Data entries
────────────────────────────────────────

#[cfg(test)]
mod tests {
    use std::path::Path;
    use std::sync::atomic::{AtomicU32, Ordering};
    use std::sync::Mutex;
    use std::time::Duration;

    use async_trait::async_trait;
    use axum::body::Body;
    use http::{Request, StatusCode};
    use tower::ServiceExt;

    use voxrelay_core::notify::ConsoleNotifier;
    use voxrelay_core::{
        ConnectOutcome, ConnectionStatus, ConversationTurn, InboundMessage, ReplyEngine,
        ScratchFile, SpeechSynth, Transcriber,
    };
    use voxrelay_pipeline::ResponseMode;

    use super::*;

    struct TestGateway {
        connect_outcome: Mutex<Option<ConnectOutcome>>,
        connect_calls: AtomicU32,
        connect_delay: Option<Duration>,
        status: Mutex<ConnectionStatus>,
        texts_sent: AtomicU32,
        deletes: AtomicU32,
    }

    impl Default for TestGateway {
        fn default() -> Self {
            Self {
                connect_outcome: Mutex::new(None),
                connect_calls: AtomicU32::new(0),
                connect_delay: None,
                status: Mutex::new(ConnectionStatus::Unknown),
                texts_sent: AtomicU32::new(0),
                deletes: AtomicU32::new(0),
            }
        }
    }

    impl TestGateway {
        fn with_outcome(outcome: ConnectOutcome) -> Self {
            Self {
                connect_outcome: Mutex::new(Some(outcome)),
                ..Default::default()
            }
        }
    }

    #[async_trait]
    impl voxrelay_core::MessagingGateway for TestGateway {
        async fn create_or_connect(&self) -> Result<ConnectOutcome, voxrelay_core::RelayError> {
            self.connect_calls.fetch_add(1, Ordering::SeqCst);
            if let Some(delay) = self.connect_delay {
                tokio::time::sleep(delay).await;
            }
            let outcome = self.connect_outcome.lock().unwrap().clone();
            outcome.ok_or_else(|| voxrelay_core::RelayError::Gateway {
                message: "no session available".to_string(),
                status: None,
                source: None,
            })
        }

        async fn connection_state(&self) -> ConnectionStatus {
            *self.status.lock().unwrap()
        }

        async fn download_media(&self, _msg: &InboundMessage) -> Option<ScratchFile> {
            None
        }

        async fn fetch_history(
            &self,
            _number: &str,
            _limit: usize,
        ) -> Result<Vec<ConversationTurn>, voxrelay_core::RelayError> {
            Ok(Vec::new())
        }

        async fn send_text(&self, _number: &str, _text: &str) -> bool {
            self.texts_sent.fetch_add(1, Ordering::SeqCst);
            true
        }

        async fn send_audio(&self, _number: &str, _path: &Path, _quoted: Option<&str>) -> bool {
            true
        }

        async fn delete_instance(&self) -> Result<(), voxrelay_core::RelayError> {
            self.deletes.fetch_add(1, Ordering::SeqCst);
            Ok(())
        }
    }

    struct EchoTranscriber;

    #[async_trait]
    impl Transcriber for EchoTranscriber {
        async fn transcribe(&self, _path: &Path) -> Result<String, voxrelay_core::RelayError> {
            Ok("hello".to_string())
        }
    }

    struct CannedReply;

    #[async_trait]
    impl ReplyEngine for CannedReply {
        async fn generate(
            &self,
            _text: &str,
            _history: &[ConversationTurn],
        ) -> Result<String, voxrelay_core::RelayError> {
            Ok("Happy to help. What are you working on?".to_string())
        }
    }

    struct NoSynth;

    #[async_trait]
    impl SpeechSynth for NoSynth {
        async fn synthesize(&self, _text: &str) -> Option<Vec<u8>> {
            None
        }
    }

    fn state_with(gateway: Arc<TestGateway>) -> AppState {
        let pipeline = Pipeline::new(
            gateway.clone(),
            Arc::new(EchoTranscriber),
            Arc::new(CannedReply),
            Arc::new(NoSynth),
            Arc::new(ConsoleNotifier),
            Arc::new(RelayMetrics::new()),
            ResponseMode::Text,
            10,
        );
        AppState::new(gateway, pipeline)
    }

    async fn body_json(response: axum::response::Response) -> serde_json::Value {
        let bytes = axum::body::to_bytes(response.into_body(), usize::MAX)
            .await
            .unwrap();
        serde_json::from_slice(&bytes).unwrap()
    }

    fn post_json(uri: &str, body: &str) -> Request<Body> {
        Request::builder()
            .method("POST")
            .uri(uri)
            .header("content-type", "application/json")
            .body(Body::from(body.to_string()))
            .unwrap()
    }

    #[tokio::test]
    async fn dashboard_reports_service_and_metrics() {
        let state = state_with(Arc::new(TestGateway::default()));
        let app = build_router(state);

        let response = app
            .oneshot(Request::get("/").body(Body::empty()).unwrap())
            .await
            .unwrap();
        assert_eq!(response.status(), StatusCode::OK);
        let json = body_json(response).await;
        assert_eq!(json["service"], "voxrelay");
        assert_eq!(json["connected"], false);
        assert_eq!(json["metrics"]["total_received"], 0);
    }

    #[tokio::test]
    async fn health_answers_from_cache_without_gateway_calls() {
        let gateway = Arc::new(TestGateway::default());
        let state = state_with(gateway.clone());
        state.guard.record_status(ConnectionStatus::Open);
        let app = build_router(state);

        let response = app
            .oneshot(Request::get("/health").body(Body::empty()).unwrap())
            .await
            .unwrap();
        assert_eq!(response.status(), StatusCode::OK);
        let json = body_json(response).await;
        assert_eq!(json["status"], "ok");
        assert_eq!(json["connected"], true);
        assert_eq!(gateway.connect_calls.load(Ordering::SeqCst), 0);
    }

    #[tokio::test]
    async fn status_polls_gateway_and_updates_cache() {
        let gateway = Arc::new(TestGateway::default());
        *gateway.status.lock().unwrap() = ConnectionStatus::Open;
        let state = state_with(gateway);
        let app = build_router(state.clone());

        let response = app
            .oneshot(Request::get("/status").body(Body::empty()).unwrap())
            .await
            .unwrap();
        let json = body_json(response).await;
        assert_eq!(json["connection"], "open");
        assert_eq!(json["connected"], true);
        assert!(state.guard.cached().status.is_open());
    }

    #[tokio::test]
    async fn qrcode_returns_code_and_caches_it() {
        let gateway = Arc::new(TestGateway::with_outcome(ConnectOutcome::Qr(
            "base64-png".to_string(),
        )));
        let state = state_with(gateway);
        let app = build_router(state.clone());

        let response = app
            .oneshot(Request::get("/qrcode").body(Body::empty()).unwrap())
            .await
            .unwrap();
        assert_eq!(response.status(), StatusCode::OK);
        let json = body_json(response).await;
        assert_eq!(json["status"], "qrcode");
        assert_eq!(json["qrcode"], "base64-png");
        assert_eq!(state.guard.cached().qr.as_deref(), Some("base64-png"));
    }

    #[tokio::test]
    async fn qrcode_reports_already_connected() {
        let gateway = Arc::new(TestGateway::with_outcome(ConnectOutcome::AlreadyConnected));
        let state = state_with(gateway);
        let app = build_router(state.clone());

        let response = app
            .oneshot(Request::get("/qrcode").body(Body::empty()).unwrap())
            .await
            .unwrap();
        let json = body_json(response).await;
        assert_eq!(json["status"], "connected");
        assert!(state.guard.cached().status.is_open());
    }

    #[tokio::test]
    async fn concurrent_qrcode_request_gets_202_immediately() {
        let gateway = Arc::new(TestGateway {
            connect_outcome: Mutex::new(Some(ConnectOutcome::Qr("qr".to_string()))),
            connect_delay: Some(Duration::from_secs(5)),
            status: Mutex::new(ConnectionStatus::Unknown),
            ..Default::default()
        });
        let state = state_with(gateway);
        let app = build_router(state);

        let first = {
            let app = app.clone();
            tokio::spawn(async move {
                app.oneshot(Request::get("/qrcode").body(Body::empty()).unwrap())
                    .await
                    .unwrap()
            })
        };
        // Let the first request take the setup slot.
        tokio::time::sleep(Duration::from_millis(50)).await;

        let second = app
            .oneshot(Request::get("/qrcode").body(Body::empty()).unwrap())
            .await
            .unwrap();
        assert_eq!(second.status(), StatusCode::ACCEPTED);
        let json = body_json(second).await;
        assert_eq!(json["status"], "in_progress");

        first.abort();
    }

    #[tokio::test]
    async fn webhook_rejects_malformed_json() {
        let state = state_with(Arc::new(TestGateway::default()));
        let app = build_router(state);

        let response = app
            .oneshot(post_json("/webhook/evolution", "{not json"))
            .await
            .unwrap();
        assert_eq!(response.status(), StatusCode::UNPROCESSABLE_ENTITY);
        let json = body_json(response).await;
        assert!(json["error"].as_str().unwrap().contains("invalid webhook body"));
    }

    #[tokio::test]
    async fn webhook_rejects_upsert_with_invalid_data() {
        let state = state_with(Arc::new(TestGateway::default()));
        let app = build_router(state);

        let body = r#"{"event": "messages.upsert", "data": {"key": 42}}"#;
        let response = app
            .oneshot(post_json("/webhook/evolution", body))
            .await
            .unwrap();
        assert_eq!(response.status(), StatusCode::UNPROCESSABLE_ENTITY);
    }

    #[tokio::test]
    async fn webhook_ignores_self_messages() {
        let state = state_with(Arc::new(TestGateway::default()));
        let metrics = state.metrics.clone();
        let app = build_router(state);

        let body = r#"{
            "event": "messages.upsert",
            "data": {
                "key": {"id": "MSG1", "remoteJid": "15551234@s.whatsapp.net", "fromMe": true},
                "message": {"conversation": "note to self"}
            }
        }"#;
        let response = app
            .oneshot(post_json("/webhook/evolution", body))
            .await
            .unwrap();
        assert_eq!(response.status(), StatusCode::OK);
        let json = body_json(response).await;
        assert_eq!(json["status"], "ignored");
        assert_eq!(json["reason"], "self_message");
        assert_eq!(metrics.snapshot().total_received, 0);
    }

    #[tokio::test]
    async fn webhook_acks_unsupported_kinds_without_scheduling() {
        let state = state_with(Arc::new(TestGateway::default()));
        let metrics = state.metrics.clone();
        let app = build_router(state);

        let body = r#"{
            "event": "messages.upsert",
            "data": {
                "key": {"id": "MSG2", "remoteJid": "15551234@s.whatsapp.net", "fromMe": false},
                "message": {"imageMessage": {"url": "https://example.com/pic"}}
            }
        }"#;
        let response = app
            .oneshot(post_json("/webhook/evolution", body))
            .await
            .unwrap();
        assert_eq!(response.status(), StatusCode::OK);
        let json = body_json(response).await;
        assert_eq!(json["reason"], "unsupported_type");
        assert_eq!(metrics.snapshot().total_received, 0);
    }

    #[tokio::test]
    async fn webhook_schedules_pipeline_for_text_message() {
        let gateway = Arc::new(TestGateway::default());
        let state = state_with(gateway.clone());
        let metrics = state.metrics.clone();
        let app = build_router(state);

        let body = r#"{
            "event": "messages.upsert",
            "data": {
                "key": {"id": "MSG3", "remoteJid": "15551234@s.whatsapp.net", "fromMe": false},
                "message": {"conversation": "tell me about pricing"}
            }
        }"#;
        let response = app
            .oneshot(post_json("/webhook/evolution", body))
            .await
            .unwrap();
        assert_eq!(response.status(), StatusCode::OK);
        let json = body_json(response).await;
        assert_eq!(json["status"], "received");

        // The pipeline task runs detached; give it a moment to finish.
        tokio::time::sleep(Duration::from_millis(100)).await;
        assert_eq!(gateway.texts_sent.load(Ordering::SeqCst), 1);
        assert_eq!(metrics.snapshot().responses_sent, 1);
    }

    #[tokio::test]
    async fn webhook_connection_update_refreshes_cache() {
        let state = state_with(Arc::new(TestGateway::default()));
        let app = build_router(state.clone());

        let body = r#"{"event": "connection.update", "data": {"state": "open"}}"#;
        let response = app
            .oneshot(post_json("/webhook/evolution", body))
            .await
            .unwrap();
        assert_eq!(response.status(), StatusCode::OK);
        assert!(state.guard.cached().status.is_open());
    }

    #[tokio::test]
    async fn webhook_qrcode_update_caches_code() {
        let state = state_with(Arc::new(TestGateway::default()));
        let app = build_router(state.clone());

        let body = r#"{"event": "qrcode.updated", "data": {"qrcode": {"base64": "fresh-qr"}}}"#;
        let response = app
            .oneshot(post_json("/webhook/evolution", body))
            .await
            .unwrap();
        assert_eq!(response.status(), StatusCode::OK);
        assert_eq!(state.guard.cached().qr.as_deref(), Some("fresh-qr"));
    }

    #[tokio::test]
    async fn webhook_unknown_event_is_acknowledged() {
        let state = state_with(Arc::new(TestGateway::default()));
        let app = build_router(state);

        let body = r#"{"event": "contacts.update", "data": {}}"#;
        let response = app
            .oneshot(post_json("/webhook/evolution", body))
            .await
            .unwrap();
        assert_eq!(response.status(), StatusCode::OK);
        let json = body_json(response).await;
        assert_eq!(json["status"], "ignored");
    }

    #[tokio::test]
    async fn disconnect_deletes_instance_and_closes_cache() {
        let gateway = Arc::new(TestGateway::default());
        let state = state_with(gateway.clone());
        let app = build_router(state.clone());

        let response = app
            .oneshot(post_json("/disconnect", "{}"))
            .await
            .unwrap();
        assert_eq!(response.status(), StatusCode::OK);
        assert_eq!(gateway.deletes.load(Ordering::SeqCst), 1);
        assert_eq!(state.guard.cached().status, ConnectionStatus::Closed);
    }

    #[tokio::test]
    async fn cleanup_reports_removed_count() {
        let state = state_with(Arc::new(TestGateway::default()));
        let app = build_router(state);

        let response = app
            .oneshot(post_json("/admin/cleanup", "{}"))
            .await
            .unwrap();
        assert_eq!(response.status(), StatusCode::OK);
        let json = body_json(response).await;
        assert!(json["removed"].is_number());
    }
}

────────────────────────────────────────

### THE PROBLEM
Among the lines above, which contain the word "whatsapp"? Copy every one.

### RESULT BELOW
                "key": {"id": "MSG1", "remoteJid": "15551234@s.whatsapp.net", "fromMe": true},
                "key": {"id": "MSG2", "remoteJid": "15551234@s.whatsapp.net", "fromMe": false},
                "key": {"id": "MSG3", "remoteJid": "15551234@s.whatsapp.net", "fromMe": false},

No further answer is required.